ITGC Vocabulary for IT Audit Analysts: Controls, Evidence, and SOX Language

A practical vocabulary guide for IT audit analysts covering ITGC controls, SOX compliance language, deficiency classification, and audit evidence terminology.

Why IT Audit Has Its Own Language

IT General Controls (ITGC) auditing sits at the intersection of information technology, finance, and regulatory compliance. The vocabulary is formal, precise, and — for IT professionals who move into audit roles or work alongside auditors — often unfamiliar.

This guide covers the core terminology you will encounter in ITGC audits, particularly those conducted under the Sarbanes-Oxley Act (SOX) framework. Developing fluency in this vocabulary allows you to understand audit requests clearly, communicate findings precisely, and discuss remediation without ambiguity.


Core ITGC Control Categories

ITGC auditors typically assess controls in four domains. Understanding the vocabulary within each is essential.

Access Management Controls

TermDefinition
Privileged accessSystem access with elevated permissions, such as administrator or root rights
Segregation of duties (SoD)The principle that no single individual should have access to perform conflicting functions
ProvisioningThe process of granting a user access to a system
De-provisioningThe process of revoking access when a user no longer requires it
RecertificationA periodic review confirming that existing access rights are still appropriate
Access control matrixA document mapping users or roles to the systems and permissions they can access

Change Management Controls

TermDefinition
Change requestA formal record documenting a proposed modification to a system or configuration
Approval workflowThe sequence of authorisations required before a change can be implemented
Emergency changeA change deployed outside the normal approval process due to urgent circumstances
Rollback planA documented procedure to reverse a change if it causes problems
Segregation of duties in changeEnsuring developers cannot promote their own code to production without a second approval

Computer Operations Controls

TermDefinition
Batch processingAutomated execution of a group of transactions or processes at a scheduled time
Job schedulingThe automated sequencing and timing of batch processes
Incident managementThe process of identifying, logging, and resolving system incidents
Backup and recoveryProcedures to copy data and restore it if lost or corrupted

SOX Compliance Vocabulary

SOX Section 404 requires management to assess the effectiveness of internal controls over financial reporting. The language used in this process is highly specific.

TermDefinition
Internal control over financial reporting (ICFR)Controls designed to provide reasonable assurance of reliable financial reporting
Control deficiencyA gap in the design or operation of a control that could allow a misstatement
Significant deficiencyA control deficiency important enough to merit attention from financial statement oversight parties
Material weaknessA deficiency severe enough that there is a reasonable possibility of a material misstatement in financial statements
RemediationThe corrective actions taken to address a control deficiency
Management’s assessmentThe formal evaluation by company management of the effectiveness of ICFR
External auditor relianceThe degree to which an external auditor uses management’s ITGC testing in their own audit

The classification hierarchy — control deficiency → significant deficiency → material weakness — represents increasing severity. A material weakness is the most serious finding and requires disclosure in public financial filings. When writing audit observations, classifying the finding correctly is critical.

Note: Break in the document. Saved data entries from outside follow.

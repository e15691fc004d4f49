//! Ellipse über zwei Brennpunkte und einen Punkt (bzw. die Summe der
//! Brennpunkt-Abstände).

use super::super::common::parse_value;
use super::super::{ConstructionTool, PointerInput, ToolAction, ToolContext, ToolKind};
use crate::core::{Vector, TOLERANCE};
use crate::document::Document;
use crate::geometry::{EllipseData, LineData};
use crate::shared::ToolPreview;

pub const MSG_TOTAL_TOO_SMALL: &str = "is smaller than distance between foci";

#[derive(Debug, Clone, Copy, PartialEq, Eq)]
pub enum EllipseFociPointStatus {
    SetFocus1,
    SetFocus2,
    SetPoint,
}

pub struct EllipseFociPointTool {
    pub(crate) status: EllipseFociPointStatus,
    foci: [Vector; 2],
    cursor: Vector,
}

impl EllipseFociPointTool {
    pub fn new() -> Self {
        Self {
            status: EllipseFociPointStatus::SetFocus1,
            foci: [Vector::invalid(); 2],
            cursor: Vector::invalid(),
        }
    }

    fn commit(&mut self, ellipse: EllipseData, ctx: &mut ToolContext<'_>) -> ToolAction {
        ctx.commit(vec![ellipse.into()], &[]);
        ctx.move_relative_zero(ellipse.center);
        self.status = EllipseFociPointStatus::SetFocus1;
        ToolAction::Committed
    }
}

impl Default for EllipseFociPointTool {
    fn default() -> Self {
        Self::new()
    }
}

impl ConstructionTool for EllipseFociPointTool {
    fn kind(&self) -> ToolKind {
        ToolKind::EllipseFociPoint
    }

    fn status_text(&self) -> &str {
        match self.status {
            EllipseFociPointStatus::SetFocus1 => "Ersten Brennpunkt wählen",
            EllipseFociPointStatus::SetFocus2 => "Zweiten Brennpunkt wählen",
            EllipseFociPointStatus::SetPoint => "Punkt auf der Ellipse oder Abstandssumme angeben",
        }
    }

    fn is_initial(&self) -> bool {
        self.status == EllipseFociPointStatus::SetFocus1
    }

    fn on_mouse_move(&mut self, pointer: PointerInput, _ctx: &mut ToolContext<'_>) -> ToolAction {
        self.cursor = pointer.snapped;
        ToolAction::UpdatePreview
    }

    fn on_coordinate(&mut self, pointer: PointerInput, ctx: &mut ToolContext<'_>) -> ToolAction {
        let point = pointer.snapped;
        if !point.valid {
            return ToolAction::Ignored;
        }
        match self.status {
            EllipseFociPointStatus::SetFocus1 => {
                self.foci[0] = point;
                ctx.move_relative_zero(point);
                self.status = EllipseFociPointStatus::SetFocus2;
                ToolAction::Continue
            }
            EllipseFociPointStatus::SetFocus2 => {
                if self.foci[0].distance_to(point) < 2.0 * TOLERANCE {
                    return ToolAction::Ignored;
                }
                self.foci[1] = point;
                ctx.move_relative_zero(point);
                self.status = EllipseFociPointStatus::SetPoint;
                ToolAction::Continue
            }
            EllipseFociPointStatus::SetPoint => {
                match EllipseData::from_foci_point(self.foci[0], self.foci[1], point) {
                    Some(ellipse) => self.commit(ellipse, ctx),
                    None => ToolAction::Ignored,
                }
            }
        }
    }

    fn on_command(&mut self, command: &str, ctx: &mut ToolContext<'_>) -> ToolAction {
        if self.status != EllipseFociPointStatus::SetPoint {
            return ToolAction::Ignored;
        }
        let Some(total) = parse_value(ctx, command) else {
            return ToolAction::Ignored;
        };
        match EllipseData::from_foci_distance(self.foci[0], self.foci[1], total.abs()) {
            Some(ellipse) => self.commit(ellipse, ctx),
            None => {
                ctx.message(format!("Total distance {} {}", total.abs(), MSG_TOTAL_TOO_SMALL));
                ToolAction::Ignored
            }
        }
    }

    fn on_back(&mut self, _ctx: &mut ToolContext<'_>) -> ToolAction {
        self.status = match self.status {
            EllipseFociPointStatus::SetFocus1 => return ToolAction::Finished,
            EllipseFociPointStatus::SetFocus2 => EllipseFociPointStatus::SetFocus1,
            EllipseFociPointStatus::SetPoint => EllipseFociPointStatus::SetFocus2,
        };
        ToolAction::Continue
    }

    fn preview(&self) -> ToolPreview {
        match self.status {
            EllipseFociPointStatus::SetFocus2 if self.cursor.valid => {
                ToolPreview::single(LineData::new(self.foci[0], self.cursor)).with_reference(self.foci[0])
            }
            EllipseFociPointStatus::SetPoint => {
                match EllipseData::from_foci_point(self.foci[0], self.foci[1], self.cursor) {
                    Some(ellipse) => ToolPreview::single(ellipse),
                    None => ToolPreview::default(),
                }
                .with_reference(self.foci[0])
                .with_reference(self.foci[1])
            }
            _ => ToolPreview::default(),
        }
    }

    fn reset(&mut self, _doc: &mut dyn Document) {
        *self = Self::new();
    }
}
//! Application Controller für zentrale Event-Verarbeitung.

use super::{AppCommand, AppIntent, AppState};

/// Orchestriert Eingabe-Events und Werkzeug-Aufrufe auf den AppState.
#[derive(Default)]
pub struct AppController;

impl AppController {
    /// Erstellt einen neuen Controller.
    pub fn new() -> Self {
        Self
    }

    /// Verarbeitet einen Intent über Intent->Command Mapping.
    pub fn handle_intent(&mut self, state: &mut AppState, intent: AppIntent) -> anyhow::Result<()> {
        let commands = self.map_intent_to_commands(state, intent);
        for command in commands {
            self.handle_command(state, command)?;
        }

        Ok(())
    }

    fn map_intent_to_commands(&self, state: &AppState, intent: AppIntent) -> Vec<AppCommand> {
        super::intent_mapping::map_intent_to_commands(state, intent)
    }

    /// Führt mutierende Commands auf dem AppState aus.
    /// Dispatcht an Feature-Handler in `handlers/`.
    pub fn handle_command(
        &mut self,
        state: &mut AppState,
        command: AppCommand,
    ) -> anyhow::Result<()> {
        state.command_log.record(&command);
        use super::handlers;

        match command {
            // === Werkzeuge ===
            AppCommand::ActivateTool { kind } => handlers::tool::activate(state, kind),
            AppCommand::FinishTool => handlers::tool::finish(state),
            AppCommand::MovePointer { point, shift } => {
                handlers::tool::pointer_moved(state, point, shift)
            }
            AppCommand::ConfirmPointer { point, shift } => {
                handlers::tool::pointer_confirmed(state, point, shift)
            }
            AppCommand::ApplyCoordinate { point } => handlers::tool::coordinate(state, point),
            AppCommand::SendToolCommand { text } => handlers::tool::command(state, &text),
            AppCommand::StepBack => handlers::tool::back(state),

            // === Fangen ===
            AppCommand::SetSnapFlag { flag, on } => handlers::snap::set_flag(state, flag, on),
            AppCommand::SetRestriction { restriction } => {
                handlers::snap::set_restriction(state, restriction)
            }
            AppCommand::SetGridSpacing { spacing } => handlers::snap::set_grid_spacing(state, spacing)?,

            // === Undo/Redo ===
            AppCommand::UndoDocument => handlers::history::undo(state),
            AppCommand::RedoDocument => handlers::history::redo(state),
        }

        Ok(())
    }
}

Evidence and Testing Vocabulary

TermDefinition
EvidenceDocumentation or data that demonstrates a control is operating effectively
WalkthroughA test where the auditor traces a transaction through the control process
Test of designAn assessment of whether a control, as designed, is capable of preventing or detecting a misstatement
Test of operating effectivenessAn assessment of whether a control operated as designed over the audit period
PopulationThe complete set of transactions or events from which a sample is drawn
SampleA subset of items selected from the population for testing
ExceptionAn item in the sample that does not comply with the control’s requirements

When responding to audit evidence requests, use precise language: “The attached export from the identity management system shows all provisioning and de-provisioning events for the in-scope systems during the audit period.” Avoid vague phrases like “here is the access stuff.”


Example Sentences

  1. “The access recertification for privileged accounts was not completed within the required 90-day cycle, which constitutes a control deficiency in access management.”
  2. “We identified three emergency changes that were deployed without documented post-implementation approval — management will need to assess whether this rises to a significant deficiency.”
  3. “The remediation plan addresses the segregation of duties gap by implementing a secondary approval requirement for all production deployments.”
  4. “Our test of operating effectiveness covered a sample of 25 change requests from the audit period; two exceptions were noted where the approval workflow was bypassed.”
  5. “The external auditor has requested evidence that the quarterly access recertification was completed, including the sign-off from the system owner and the list of any access revoked as a result.”

Register Notes

Audit language uses the passive voice extensively: “Evidence was requested… Controls were assessed… Exceptions were identified.” This is intentional — it describes process steps without assigning personal blame. When writing your own audit responses or findings, follow this convention.

The phrase “reasonable assurance” is a term of art in auditing. It does not mean complete assurance. When an auditor writes that controls provide “reasonable assurance,” they are using the standard definition from auditing standards — not hedging.